RECORDS SHOWN section start

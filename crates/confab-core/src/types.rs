// SPDX-FileCopyrightText: 2026 Confab Contributors
// SPDX-License-Identifier: MIT OR Apache-2.0

//! Domain types shared across the Confab workspace.
//!
//! Timestamps are millisecond epoch integers assigned by the writer. Events
//! are immutable once created; receipts and reactions are separate documents
//! referencing a message id, never mutations of the message event itself.

use serde::{Deserialize, Serialize};
use strum::{Display, EnumString};

/// Current wall-clock time as a millisecond epoch value.
pub fn now_ms() -> i64 {
    chrono::Utc::now().timestamp_millis()
}

/// The kind of a conversation event.
#[derive(
    Debug, Clone, Copy, PartialEq, Eq, Hash, Display, EnumString, Serialize, Deserialize,
)]
#[strum(serialize_all = "snake_case")]
#[serde(rename_all = "snake_case")]
pub enum EventKind {
    Message,
    TypingStart,
    TypingStop,
    DeliveryReceipt,
    ReadReceipt,
    Reaction,
}

/// An immutable conversation event as stored in the durable event store.
///
/// `id` is globally unique and stable. `created_at` is monotonic per writer
/// but not unique across concurrent writers, so consumers deduplicate by id
/// within a timestamp tick.
#[derive(Debug, Clone, PartialEq, Serialize, Deserialize)]
pub struct Event {
    pub id: String,
    pub conversation_id: String,
    pub kind: EventKind,
    /// Millisecond epoch, server-assigned at write time.
    pub created_at: i64,
    /// Opaque JSON payload; shape depends on `kind`.
    pub payload: serde_json::Value,
}

/// Ephemeral per-user typing state, one logical row per (conversation, user).
///
/// Upserted in place rather than appended. Readers must treat a row as absent
/// once it is older than the staleness window.
#[derive(Debug, Clone, PartialEq, Serialize, Deserialize)]
pub struct TypingIndicator {
    pub conversation_id: String,
    pub user_id: String,
    pub is_typing: bool,
    /// Millisecond epoch of the last upsert.
    pub updated_at: i64,
}

impl TypingIndicator {
    /// Whether this row is older than the staleness window at `now_ms`.
    pub fn is_stale(&self, now_ms: i64, staleness_ms: i64) -> bool {
        now_ms - self.updated_at > staleness_ms
    }
}

/// Delivery/read status carried by a receipt.
#[derive(
    Debug, Clone, Copy, PartialEq, Eq, Hash, Display, EnumString, Serialize, Deserialize,
)]
#[strum(serialize_all = "snake_case")]
#[serde(rename_all = "snake_case")]
pub enum ReceiptStatus {
    Delivered,
    Read,
    Failed,
}

/// A receipt or reaction document keyed by a deterministic id.
///
/// Receipts carry `status` and no `emoji`; reactions carry `emoji` and no
/// `status`. The deterministic id makes writes idempotent: a duplicate client
/// retry overwrites rather than duplicates.
#[derive(Debug, Clone, PartialEq, Serialize, Deserialize)]
pub struct Receipt {
    /// `hash(message_id, user_id)` for receipts, `hash(message_id, user_id, emoji)`
    /// for reactions.
    pub id: String,
    pub message_id: String,
    /// Denormalized from the referenced message at write time; absent when the
    /// message could not be resolved.
    pub conversation_id: Option<String>,
    pub user_id: String,
    pub status: Option<ReceiptStatus>,
    pub emoji: Option<String>,
    /// Millisecond epoch of the last write.
    pub updated_at: i64,
}

/// The narrow view of a stored message needed by receipt and reaction writes.
#[derive(Debug, Clone, PartialEq, Serialize, Deserialize)]
pub struct StoredMessage {
    pub id: String,
    pub conversation_id: String,
    pub sender_id: String,
    /// Millisecond epoch, server-assigned.
    pub created_at: i64,
}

RECORDS SHOWN section end

* WHAT IS EXPECTED *
Every line above from the line with "a timestamp tick." to the line with "at write time.", inclusive, must be returned exactly; no other line belongs in the reply.

* RESPONSE FOR THIS EXERCISE *
/// within a timestamp tick.
#[derive(Debug, Clone, PartialEq, Serialize, Deserialize)]
pub struct Event {
    pub id: String,
    pub conversation_id: String,
    pub kind: EventKind,
    /// Millisecond epoch, server-assigned at write time.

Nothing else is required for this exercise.